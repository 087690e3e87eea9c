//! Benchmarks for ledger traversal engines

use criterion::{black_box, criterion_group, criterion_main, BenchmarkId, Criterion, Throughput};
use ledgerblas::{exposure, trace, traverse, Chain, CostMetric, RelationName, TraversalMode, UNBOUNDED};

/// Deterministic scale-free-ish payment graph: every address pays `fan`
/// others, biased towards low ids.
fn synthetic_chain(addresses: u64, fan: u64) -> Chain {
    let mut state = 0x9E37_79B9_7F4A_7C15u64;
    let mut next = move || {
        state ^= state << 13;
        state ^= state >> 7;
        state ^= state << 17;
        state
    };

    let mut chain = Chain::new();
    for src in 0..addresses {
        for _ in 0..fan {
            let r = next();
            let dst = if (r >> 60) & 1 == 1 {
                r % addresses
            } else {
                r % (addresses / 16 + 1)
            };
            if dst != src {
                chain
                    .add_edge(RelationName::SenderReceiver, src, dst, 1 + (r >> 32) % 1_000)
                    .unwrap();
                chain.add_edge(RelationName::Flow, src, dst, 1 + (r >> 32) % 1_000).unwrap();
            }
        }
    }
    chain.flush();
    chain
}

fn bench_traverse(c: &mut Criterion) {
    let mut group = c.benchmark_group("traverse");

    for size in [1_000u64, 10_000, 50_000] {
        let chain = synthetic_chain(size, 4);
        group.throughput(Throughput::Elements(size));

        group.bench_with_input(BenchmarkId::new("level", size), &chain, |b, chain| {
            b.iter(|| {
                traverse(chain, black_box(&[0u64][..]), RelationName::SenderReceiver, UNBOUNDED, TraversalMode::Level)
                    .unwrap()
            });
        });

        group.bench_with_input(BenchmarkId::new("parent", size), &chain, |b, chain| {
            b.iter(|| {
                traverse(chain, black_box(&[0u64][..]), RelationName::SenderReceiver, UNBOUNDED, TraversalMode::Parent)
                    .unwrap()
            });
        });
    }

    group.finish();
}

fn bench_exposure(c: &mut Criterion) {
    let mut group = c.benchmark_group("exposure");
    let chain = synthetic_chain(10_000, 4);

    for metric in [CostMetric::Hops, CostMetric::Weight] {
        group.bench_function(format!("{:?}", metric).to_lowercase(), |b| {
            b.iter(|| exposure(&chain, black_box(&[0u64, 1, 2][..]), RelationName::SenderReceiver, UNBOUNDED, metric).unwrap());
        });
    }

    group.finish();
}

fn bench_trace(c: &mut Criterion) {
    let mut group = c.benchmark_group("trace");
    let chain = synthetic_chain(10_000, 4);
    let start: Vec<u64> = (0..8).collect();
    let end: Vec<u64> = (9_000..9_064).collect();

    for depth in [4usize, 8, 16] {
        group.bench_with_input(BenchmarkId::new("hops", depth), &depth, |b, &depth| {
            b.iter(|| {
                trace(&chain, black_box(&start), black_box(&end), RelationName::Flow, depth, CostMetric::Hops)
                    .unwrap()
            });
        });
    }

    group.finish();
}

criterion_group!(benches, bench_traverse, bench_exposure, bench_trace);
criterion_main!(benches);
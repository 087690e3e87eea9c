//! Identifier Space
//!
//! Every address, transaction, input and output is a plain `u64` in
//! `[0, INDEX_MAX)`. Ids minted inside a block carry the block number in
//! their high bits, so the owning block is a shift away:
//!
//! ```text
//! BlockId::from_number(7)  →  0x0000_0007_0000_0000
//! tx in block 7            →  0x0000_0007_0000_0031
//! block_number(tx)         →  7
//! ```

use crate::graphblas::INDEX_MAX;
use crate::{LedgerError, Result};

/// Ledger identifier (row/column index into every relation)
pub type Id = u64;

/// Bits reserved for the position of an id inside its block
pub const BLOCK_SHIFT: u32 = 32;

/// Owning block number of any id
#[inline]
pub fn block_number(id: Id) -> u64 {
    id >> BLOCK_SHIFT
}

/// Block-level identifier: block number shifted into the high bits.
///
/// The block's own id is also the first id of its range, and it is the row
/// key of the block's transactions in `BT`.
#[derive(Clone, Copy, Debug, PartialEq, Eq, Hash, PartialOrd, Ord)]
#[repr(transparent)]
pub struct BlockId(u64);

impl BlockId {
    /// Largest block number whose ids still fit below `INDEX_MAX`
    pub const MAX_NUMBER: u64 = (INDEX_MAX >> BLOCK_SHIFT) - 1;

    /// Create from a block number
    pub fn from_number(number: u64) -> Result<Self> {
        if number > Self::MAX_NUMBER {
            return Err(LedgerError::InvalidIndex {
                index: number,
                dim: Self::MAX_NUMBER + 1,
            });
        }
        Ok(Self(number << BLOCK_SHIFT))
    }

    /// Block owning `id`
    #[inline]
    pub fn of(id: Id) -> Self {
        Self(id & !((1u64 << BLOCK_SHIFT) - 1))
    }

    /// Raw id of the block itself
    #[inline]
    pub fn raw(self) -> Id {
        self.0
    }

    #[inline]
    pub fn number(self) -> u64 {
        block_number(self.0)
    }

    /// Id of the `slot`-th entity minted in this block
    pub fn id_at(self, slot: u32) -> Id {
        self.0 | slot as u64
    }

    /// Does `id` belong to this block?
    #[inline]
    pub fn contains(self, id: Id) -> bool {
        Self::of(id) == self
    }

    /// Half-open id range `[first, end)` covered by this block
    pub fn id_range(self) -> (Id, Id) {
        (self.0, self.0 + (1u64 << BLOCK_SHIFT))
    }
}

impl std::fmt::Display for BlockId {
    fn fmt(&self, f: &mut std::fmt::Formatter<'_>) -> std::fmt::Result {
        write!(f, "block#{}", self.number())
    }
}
——————————
Problem details ->
Give back, verbatim, the lines from the top of the entries above through the line containing "for _ in 0..fan".

Response to the task ->
repository 087690e3e87eea9c
//! Benchmarks for ledger traversal engines

use criterion::{black_box, criterion_group, criterion_main, BenchmarkId, Criterion, Throughput};
use ledgerblas::{exposure, trace, traverse, Chain, CostMetric, RelationName, TraversalMode, UNBOUNDED};

/// Deterministic scale-free-ish payment graph: every address pays `fan`
/// others, biased towards low ids.
fn synthetic_chain(addresses: u64, fan: u64) -> Chain {
    let mut state = 0x9E37_79B9_7F4A_7C15u64;
    let mut next = move || {
        state ^= state << 13;
        state ^= state >> 7;
        state ^= state << 17;
        state
    };

    let mut chain = Chain::new();
    for src in 0..addresses {
        for _ in 0..fan {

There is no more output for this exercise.